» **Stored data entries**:
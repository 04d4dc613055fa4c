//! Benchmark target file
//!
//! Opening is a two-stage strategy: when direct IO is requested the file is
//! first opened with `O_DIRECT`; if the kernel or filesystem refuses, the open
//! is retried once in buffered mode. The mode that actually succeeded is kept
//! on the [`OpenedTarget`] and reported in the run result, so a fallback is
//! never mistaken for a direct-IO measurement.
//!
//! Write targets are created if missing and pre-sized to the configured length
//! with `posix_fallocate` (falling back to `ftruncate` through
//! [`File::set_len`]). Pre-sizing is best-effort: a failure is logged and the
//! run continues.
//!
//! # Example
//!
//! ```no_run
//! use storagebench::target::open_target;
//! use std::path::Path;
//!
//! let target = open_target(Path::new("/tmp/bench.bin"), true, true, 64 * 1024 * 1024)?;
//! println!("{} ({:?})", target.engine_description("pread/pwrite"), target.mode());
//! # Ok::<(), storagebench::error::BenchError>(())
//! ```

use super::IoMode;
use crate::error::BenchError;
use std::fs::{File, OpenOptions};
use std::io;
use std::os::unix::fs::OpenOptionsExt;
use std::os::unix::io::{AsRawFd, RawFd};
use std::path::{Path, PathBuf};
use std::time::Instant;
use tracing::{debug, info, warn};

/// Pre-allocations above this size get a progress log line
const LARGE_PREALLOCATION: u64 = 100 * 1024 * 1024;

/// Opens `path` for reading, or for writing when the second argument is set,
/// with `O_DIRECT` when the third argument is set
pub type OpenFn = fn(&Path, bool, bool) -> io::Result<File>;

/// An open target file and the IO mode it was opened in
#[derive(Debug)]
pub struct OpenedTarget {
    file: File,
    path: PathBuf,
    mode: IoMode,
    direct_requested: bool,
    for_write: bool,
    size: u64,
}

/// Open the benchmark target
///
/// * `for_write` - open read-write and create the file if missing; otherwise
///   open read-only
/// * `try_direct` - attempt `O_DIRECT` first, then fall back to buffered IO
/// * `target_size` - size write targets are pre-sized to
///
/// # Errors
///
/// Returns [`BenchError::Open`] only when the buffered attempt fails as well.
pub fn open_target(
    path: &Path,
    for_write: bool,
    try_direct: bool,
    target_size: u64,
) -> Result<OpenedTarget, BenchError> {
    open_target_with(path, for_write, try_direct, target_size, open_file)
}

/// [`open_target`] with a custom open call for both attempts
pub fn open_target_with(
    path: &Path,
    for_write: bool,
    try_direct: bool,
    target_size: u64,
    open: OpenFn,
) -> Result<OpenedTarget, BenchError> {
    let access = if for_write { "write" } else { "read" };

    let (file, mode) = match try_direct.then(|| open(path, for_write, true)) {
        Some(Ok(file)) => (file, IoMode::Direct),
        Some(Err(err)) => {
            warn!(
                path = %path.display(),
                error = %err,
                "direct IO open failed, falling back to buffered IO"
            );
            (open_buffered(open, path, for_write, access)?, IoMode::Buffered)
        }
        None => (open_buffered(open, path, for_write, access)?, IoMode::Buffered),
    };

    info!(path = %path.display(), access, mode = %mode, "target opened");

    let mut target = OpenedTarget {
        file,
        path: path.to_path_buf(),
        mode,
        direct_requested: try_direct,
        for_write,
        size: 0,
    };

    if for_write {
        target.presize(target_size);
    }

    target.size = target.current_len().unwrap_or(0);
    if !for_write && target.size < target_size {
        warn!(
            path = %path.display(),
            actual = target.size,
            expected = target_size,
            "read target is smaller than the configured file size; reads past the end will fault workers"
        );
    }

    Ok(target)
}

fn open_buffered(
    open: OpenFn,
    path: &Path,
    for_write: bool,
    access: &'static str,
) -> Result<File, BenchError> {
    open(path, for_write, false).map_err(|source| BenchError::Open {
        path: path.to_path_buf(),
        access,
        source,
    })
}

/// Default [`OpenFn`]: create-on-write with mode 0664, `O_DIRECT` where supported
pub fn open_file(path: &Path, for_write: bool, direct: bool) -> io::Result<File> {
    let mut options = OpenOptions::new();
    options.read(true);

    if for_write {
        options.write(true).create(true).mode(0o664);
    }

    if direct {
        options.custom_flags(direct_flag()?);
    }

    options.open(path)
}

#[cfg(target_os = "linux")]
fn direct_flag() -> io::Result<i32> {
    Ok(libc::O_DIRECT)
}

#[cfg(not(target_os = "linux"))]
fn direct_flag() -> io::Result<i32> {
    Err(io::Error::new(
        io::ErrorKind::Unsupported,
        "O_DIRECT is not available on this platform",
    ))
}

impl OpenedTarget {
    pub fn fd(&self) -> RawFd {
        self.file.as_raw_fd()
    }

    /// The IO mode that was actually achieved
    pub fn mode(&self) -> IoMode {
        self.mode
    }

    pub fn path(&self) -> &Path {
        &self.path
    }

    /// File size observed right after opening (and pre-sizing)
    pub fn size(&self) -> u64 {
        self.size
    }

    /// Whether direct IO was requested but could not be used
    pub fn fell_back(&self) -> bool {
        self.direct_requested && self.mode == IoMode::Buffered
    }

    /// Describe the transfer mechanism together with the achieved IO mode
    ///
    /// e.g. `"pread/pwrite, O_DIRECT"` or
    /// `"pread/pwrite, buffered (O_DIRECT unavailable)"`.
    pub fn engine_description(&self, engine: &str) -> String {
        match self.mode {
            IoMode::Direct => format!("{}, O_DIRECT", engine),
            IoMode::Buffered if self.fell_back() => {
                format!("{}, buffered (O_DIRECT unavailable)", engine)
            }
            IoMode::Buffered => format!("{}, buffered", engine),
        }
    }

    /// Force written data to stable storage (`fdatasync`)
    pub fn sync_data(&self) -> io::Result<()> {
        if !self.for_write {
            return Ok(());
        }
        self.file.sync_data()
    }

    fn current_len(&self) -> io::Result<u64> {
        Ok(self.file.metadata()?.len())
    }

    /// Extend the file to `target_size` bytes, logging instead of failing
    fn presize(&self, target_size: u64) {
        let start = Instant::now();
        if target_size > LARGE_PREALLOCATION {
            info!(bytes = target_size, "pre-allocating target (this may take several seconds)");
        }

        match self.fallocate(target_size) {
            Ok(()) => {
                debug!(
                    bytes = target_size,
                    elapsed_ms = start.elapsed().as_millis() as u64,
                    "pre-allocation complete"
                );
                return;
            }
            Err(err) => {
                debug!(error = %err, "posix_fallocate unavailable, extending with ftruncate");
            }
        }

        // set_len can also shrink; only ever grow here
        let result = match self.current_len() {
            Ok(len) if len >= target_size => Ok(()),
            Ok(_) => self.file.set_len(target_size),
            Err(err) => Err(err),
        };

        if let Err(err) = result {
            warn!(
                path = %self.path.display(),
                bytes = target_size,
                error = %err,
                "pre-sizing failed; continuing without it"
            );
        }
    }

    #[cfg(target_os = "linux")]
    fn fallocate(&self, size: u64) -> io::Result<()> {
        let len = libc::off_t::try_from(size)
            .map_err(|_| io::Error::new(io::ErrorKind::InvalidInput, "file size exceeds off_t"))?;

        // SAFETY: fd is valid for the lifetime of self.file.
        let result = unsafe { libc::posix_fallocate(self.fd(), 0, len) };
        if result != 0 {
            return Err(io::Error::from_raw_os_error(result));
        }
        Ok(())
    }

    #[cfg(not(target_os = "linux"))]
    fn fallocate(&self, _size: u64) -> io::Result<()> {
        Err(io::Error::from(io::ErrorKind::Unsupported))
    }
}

==

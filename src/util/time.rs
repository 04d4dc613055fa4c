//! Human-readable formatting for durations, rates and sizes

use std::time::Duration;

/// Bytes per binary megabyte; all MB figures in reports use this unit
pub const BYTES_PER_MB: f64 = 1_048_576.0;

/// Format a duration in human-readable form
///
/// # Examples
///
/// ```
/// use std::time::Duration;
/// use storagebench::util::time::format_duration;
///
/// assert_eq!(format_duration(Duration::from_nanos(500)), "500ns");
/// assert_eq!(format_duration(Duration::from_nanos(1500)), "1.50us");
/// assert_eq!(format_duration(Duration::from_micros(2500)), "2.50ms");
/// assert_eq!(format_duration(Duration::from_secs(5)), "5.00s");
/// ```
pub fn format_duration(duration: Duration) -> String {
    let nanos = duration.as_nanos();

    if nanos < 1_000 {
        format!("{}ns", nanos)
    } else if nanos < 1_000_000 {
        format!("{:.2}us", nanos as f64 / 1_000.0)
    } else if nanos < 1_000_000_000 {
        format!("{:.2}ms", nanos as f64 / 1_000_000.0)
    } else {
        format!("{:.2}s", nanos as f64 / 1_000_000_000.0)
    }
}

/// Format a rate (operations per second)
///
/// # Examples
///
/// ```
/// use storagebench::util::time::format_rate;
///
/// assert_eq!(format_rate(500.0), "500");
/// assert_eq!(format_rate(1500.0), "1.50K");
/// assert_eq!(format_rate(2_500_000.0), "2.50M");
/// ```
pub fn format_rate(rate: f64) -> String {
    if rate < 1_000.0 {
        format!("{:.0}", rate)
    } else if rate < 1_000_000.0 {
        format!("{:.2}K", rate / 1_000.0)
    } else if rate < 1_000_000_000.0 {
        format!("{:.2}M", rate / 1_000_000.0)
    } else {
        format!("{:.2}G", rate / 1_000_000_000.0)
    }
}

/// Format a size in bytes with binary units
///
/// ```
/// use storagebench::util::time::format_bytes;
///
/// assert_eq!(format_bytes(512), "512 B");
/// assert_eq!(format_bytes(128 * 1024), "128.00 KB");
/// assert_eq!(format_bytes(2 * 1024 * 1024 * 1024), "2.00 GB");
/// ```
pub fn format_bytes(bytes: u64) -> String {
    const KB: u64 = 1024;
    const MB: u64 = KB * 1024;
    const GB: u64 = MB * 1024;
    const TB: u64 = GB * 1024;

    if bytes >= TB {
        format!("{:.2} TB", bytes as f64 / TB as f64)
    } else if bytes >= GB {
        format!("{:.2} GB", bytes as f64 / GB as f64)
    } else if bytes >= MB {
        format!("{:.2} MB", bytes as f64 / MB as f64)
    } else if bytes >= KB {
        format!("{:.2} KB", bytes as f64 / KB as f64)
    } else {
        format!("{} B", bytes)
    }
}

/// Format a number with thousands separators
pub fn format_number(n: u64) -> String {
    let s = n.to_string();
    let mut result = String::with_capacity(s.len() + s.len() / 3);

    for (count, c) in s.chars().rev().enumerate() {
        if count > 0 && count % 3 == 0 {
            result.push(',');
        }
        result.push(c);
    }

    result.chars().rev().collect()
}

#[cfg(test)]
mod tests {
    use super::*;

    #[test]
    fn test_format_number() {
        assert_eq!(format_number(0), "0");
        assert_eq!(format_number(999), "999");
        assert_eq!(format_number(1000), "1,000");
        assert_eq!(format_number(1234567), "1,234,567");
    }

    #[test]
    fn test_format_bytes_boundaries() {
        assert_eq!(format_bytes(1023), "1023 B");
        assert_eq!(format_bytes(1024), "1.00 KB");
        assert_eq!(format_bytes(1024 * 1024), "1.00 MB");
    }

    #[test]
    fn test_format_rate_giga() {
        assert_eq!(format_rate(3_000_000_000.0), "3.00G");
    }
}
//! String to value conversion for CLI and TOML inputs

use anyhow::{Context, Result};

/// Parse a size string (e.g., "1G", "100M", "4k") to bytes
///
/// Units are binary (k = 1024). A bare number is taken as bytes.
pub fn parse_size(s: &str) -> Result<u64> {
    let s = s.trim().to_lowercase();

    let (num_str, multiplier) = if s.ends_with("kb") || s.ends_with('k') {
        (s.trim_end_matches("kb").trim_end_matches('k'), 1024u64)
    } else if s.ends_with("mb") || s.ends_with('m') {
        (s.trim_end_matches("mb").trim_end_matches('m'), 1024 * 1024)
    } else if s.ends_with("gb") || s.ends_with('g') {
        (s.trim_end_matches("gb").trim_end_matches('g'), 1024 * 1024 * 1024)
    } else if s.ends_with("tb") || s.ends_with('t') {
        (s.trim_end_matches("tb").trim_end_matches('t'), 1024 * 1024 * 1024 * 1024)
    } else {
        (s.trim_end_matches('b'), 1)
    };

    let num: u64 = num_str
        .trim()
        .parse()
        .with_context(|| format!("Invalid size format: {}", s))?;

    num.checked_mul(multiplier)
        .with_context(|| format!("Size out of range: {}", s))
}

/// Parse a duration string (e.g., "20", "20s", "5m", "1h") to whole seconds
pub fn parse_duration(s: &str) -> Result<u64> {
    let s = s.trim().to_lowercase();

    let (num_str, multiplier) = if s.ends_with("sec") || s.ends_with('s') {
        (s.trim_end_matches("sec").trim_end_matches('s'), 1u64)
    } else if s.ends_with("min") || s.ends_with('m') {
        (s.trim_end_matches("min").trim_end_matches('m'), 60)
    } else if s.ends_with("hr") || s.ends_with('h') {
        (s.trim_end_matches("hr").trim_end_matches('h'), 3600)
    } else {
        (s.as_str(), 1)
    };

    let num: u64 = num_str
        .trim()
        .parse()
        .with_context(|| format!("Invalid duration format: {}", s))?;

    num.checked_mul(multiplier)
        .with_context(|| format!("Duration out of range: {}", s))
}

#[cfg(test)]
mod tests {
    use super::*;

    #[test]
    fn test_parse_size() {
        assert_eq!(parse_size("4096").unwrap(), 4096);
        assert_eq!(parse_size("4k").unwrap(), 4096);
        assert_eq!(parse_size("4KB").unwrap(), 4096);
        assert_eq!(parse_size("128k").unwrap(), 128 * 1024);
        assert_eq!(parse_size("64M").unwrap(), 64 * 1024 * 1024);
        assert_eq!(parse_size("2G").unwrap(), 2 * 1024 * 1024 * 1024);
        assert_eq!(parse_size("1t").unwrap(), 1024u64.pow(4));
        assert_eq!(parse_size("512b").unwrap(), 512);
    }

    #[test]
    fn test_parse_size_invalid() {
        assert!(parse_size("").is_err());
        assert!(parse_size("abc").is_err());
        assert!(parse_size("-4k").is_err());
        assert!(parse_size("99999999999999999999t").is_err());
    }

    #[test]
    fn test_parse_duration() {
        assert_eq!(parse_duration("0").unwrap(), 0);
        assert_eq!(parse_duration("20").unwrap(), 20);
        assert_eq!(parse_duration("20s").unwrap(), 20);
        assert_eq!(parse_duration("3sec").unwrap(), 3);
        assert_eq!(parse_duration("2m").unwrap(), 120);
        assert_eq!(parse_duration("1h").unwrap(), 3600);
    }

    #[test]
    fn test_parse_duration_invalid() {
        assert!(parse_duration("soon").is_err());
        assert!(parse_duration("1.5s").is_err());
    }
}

» **TO DO**:
When a line in the data above contains the string "this", copy that line.

» **FINISHED EXERCISE**:
/// Pre-allocations above this size get a progress log line
        "O_DIRECT is not available on this platform",
            info!(bytes = target_size, "pre-allocating target (this may take several seconds)");
/// Bytes per binary megabyte; all MB figures in reports use this unit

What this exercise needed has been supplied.